Date Format Detective
You have Fri, 12 Jun 2026 10:30:00 +0300 and need the format string that produces it —
in whatever language today’s codebase happens to be. Paste the date string; the detective reverse-engineers
the pattern for six ecosystems at once. Best-effort heuristics: always double-check ambiguous day/month order.
Examples:
Cross-language token cheat sheet
| Component | strftime | PHP | Moment/Day.js | Java | Go | .NET |
|---|---|---|---|---|---|---|
| Year, 4-digit | %Y | Y | YYYY | yyyy | 2006 | yyyy |
| Year, 2-digit | %y | y | YY | yy | 06 | yy |
| Month 6 | %-m† | n | M | M | 1 | M‡ |
| Month 06 | %m | m | MM | MM | 01 | MM |
| Month Jun | %b | M | MMM | MMM | Jan | MMM |
| Month June | %B | F | MMMM | MMMM | January | MMMM |
| Day 2 | %-d† | j | D | d | 2 | d‡ |
| Day 02 | %d | d | DD | dd | 02 | dd |
| Day 2nd | — | jS | Do | — | — | — |
| Weekday Fri | %a | D | ddd | EEE | Mon | ddd |
| Weekday Friday | %A | l | dddd | EEEE | Monday | dddd |
| Hour 9 (24h) | %-H† | G | H | H | — | H‡ |
| Hour 09 (24h) | %H | H | HH | HH | 15 | HH |
| Hour 9 (12h) | %-I† | g | h | h | 3 | h‡ |
| Hour 09 (12h) | %I | h | hh | hh | 03 | hh |
| Minute 05 | %M | i | mm | mm | 04 | mm |
| Second 05 | %S | s | ss | ss | 05 | ss |
| Millisecond 123 | %f (µs)† | v | SSS | SSS | .000 | fff |
| AM / PM | %p | A | A | a | PM | tt |
| Offset +03:00 | %:z† | P | Z | XXX | -07:00 | zzz |
| Offset +0300 | %z | O | ZZ | Z | -0700 | — |
| Zone abbr.
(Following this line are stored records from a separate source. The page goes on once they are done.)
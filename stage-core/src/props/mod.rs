//! Property bags: the merge, clone and access layer under every
//! configurable entity.
//!
//! A [`PropertyBag`] exposes named fields as dynamic [`Value`]s. Scene nodes
//! implement it over their typed fields; [`Fields`] is the free-form bag
//! used for overlays and defaults. The free functions here merge one bag
//! into another under an [`AssignMode`]:
//!
//! | mode            | composites written as |
//! |-----------------|-----------------------|
//! | `Identical`     | the caller's value (aliased) |
//! | `Clone`         | a deep copy |
//! | `Uninitialized` | nothing; initialization is skipped |
//!
//! ```
//! use stage_core::props::{self, AssignMode, Fields, PropertyBag};
//! use stage_core::Vector2D;
//!
//! let shared = Fields::new().with("pos", Vector2D::new(1.0, 2.0));
//! let mut target = Fields::new();
//! props::update_values(&mut target, &shared, AssignMode::Identical);
//! assert!(target.field("pos").unwrap().ptr_eq(shared.get("pos").unwrap()));
//! ```

mod fields;
mod handle;
mod value;

use std::collections::{BTreeMap, HashSet};

pub use fields::Fields;
pub use handle::AttributeHandle;
pub use value::{FoldOp, LeafKind, Value, DEFAULT_LEAF_KINDS};

/// How composite values are written during a merge.
#[derive(Debug, Clone, Copy, Default, PartialEq, Eq)]
pub enum AssignMode {
    /// Alias the given value.
    Identical,
    /// Deep-copy the given value.
    #[default]
    Clone,
    /// Skip initialization entirely.
    Uninitialized,
}

/// Values that can produce an independent copy of themselves.
pub trait DeepClone {
    /// Copy, recursively, so no composite is shared with `self`.
    #[must_use]
    fn deep_clone(&self) -> Self;
}

/// A container of named fields.
pub trait PropertyBag {
    /// Names of the fields that make up this bag's defaults surface.
    fn field_names(&self) -> Vec<String>;

    /// Current value of a field.
    ///
    /// Free-form bags return aliases of stored composites. Typed bags may
    /// return copies of values they store inline, so writes must go back
    /// through [`assign`](Self::assign).
    fn field(&self, name: &str) -> Option<Value>;

    /// Write a field. Returns `false` when the bag rejects the name or the
    /// value cannot be coerced to the field's type.
    fn assign(&mut self, name: &str, value: Value) -> bool;

    /// Coerce raw literals into typed values after a merge.
    fn resolve_all(&mut self) {}

    /// Handle on a dotted path.
    fn handle(&mut self, path: &str) -> AttributeHandle<'_>
    where
        Self: Sized,
    {
        AttributeHandle::new(self, path)
    }
}

fn write(target: &mut dyn PropertyBag, name: &str, value: &Value, mode: AssignMode) -> bool {
    let value = match mode {
        AssignMode::Identical => value.clone(),
        AssignMode::Clone => value.deep_clone(),
        AssignMode::Uninitialized => return false,
    };
    if name.contains('.') {
        return AttributeHandle::new(target, name).set(value);
    }
    target.assign(name, value)
}

/// Seed `defaults` (always cloned), then write `values` under `mode`.
///
/// Does nothing in [`AssignMode::Uninitialized`]. Unknown names in `values`
/// are attempted best-effort.
pub fn initialize(target: &mut dyn PropertyBag, values: &Fields, defaults: &Fields, mode: AssignMode) {
    if mode == AssignMode::Uninitialized {
        return;
    }
    set_values(target, defaults);
    for (name, value) in values.iter() {
        if !write(target, name, value, mode) {
            tracing::trace!("Rejected initial value for {name:?} ({})", value.kind());
        }
    }
    target.resolve_all();
}

/// Write only fields that `target` does not already have.
pub fn insert_values(target: &mut dyn PropertyBag, values: &Fields, mode: AssignMode) {
    for (name, value) in values.iter() {
        if target.field(name).is_none() {
            write(target, name, value, mode);
        }
    }
}

/// Overwrite every field named in `defaults` with a deep copy.
pub fn set_values(target: &mut dyn PropertyBag, defaults: &Fields) {
    for (name, value) in defaults.iter() {
        write(target, name, value, AssignMode::Clone);
    }
}

/// Write `values` under `mode`, then run [`PropertyBag::resolve_all`].
///
/// Names on the target's defaults surface are written structurally; other
/// names (including dotted paths) are attempted best-effort and rejections
/// are logged.
pub fn update_values(target: &mut dyn PropertyBag, values: &Fields, mode: AssignMode) {
    if mode == AssignMode::Uninitialized {
        return;
    }
    let known: HashSet<String> = target.field_names().into_iter().collect();
    for (name, value) in values.iter() {
        let accepted = write(target, name, value, mode);
        if !accepted {
            if known.contains(name) {
                tracing::trace!("Could not coerce {} into field {name:?}", value.kind());
            } else {
                tracing::trace!("Best-effort write to {name:?} rejected");
            }
        }
    }
    target.resolve_all();
}

/// Every dotted leaf path of `bag` with its value.
#[must_use]
pub fn leaf_map(bag: &dyn PropertyBag) -> BTreeMap<String, Value> {
    let mut out = BTreeMap::new();
    for name in bag.field_names() {
        if let Some(value) = bag.field(&name) {
            value.collect_leaves(&name, &mut out);
        }
    }
    out
}

/// Structural equality: every leaf of `a` exists with an equal value on `b`
/// and vice versa.
#[must_use]
pub fn deep_equals(a: &dyn PropertyBag, b: &dyn PropertyBag) -> bool {
    leaf_map(a) == leaf_map(b)
}

/// Fold `rhs` into the matching fields of `target`, writing changed fields
/// back. Returns whether anything changed.
pub fn fold(target: &mut dyn PropertyBag, op: FoldOp, rhs: &Fields, allowed: &[LeafKind]) -> bool {
    let mut changed = false;
    for (name, value) in rhs.iter() {
        let Some(mut current) = target.field(name) else {
            continue;
        };
        if current.fold(op, value, allowed) {
            changed |= target.assign(name, current);
        }
    }
    changed
}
EEST | %Z | T | — | z | MST | — |
| Unix seconds | %s | U | X | — | — | — |
† glibc/BSD extension — on Windows strftime use %#d-style flags; Python supports
%-d on Linux/macOS only. ‡ in .NET a single-character format string means a
standard format; use %M or embed it in a longer pattern.
Java tokens are for DateTimeFormatter (SimpleDateFormat differs in zone/era handling).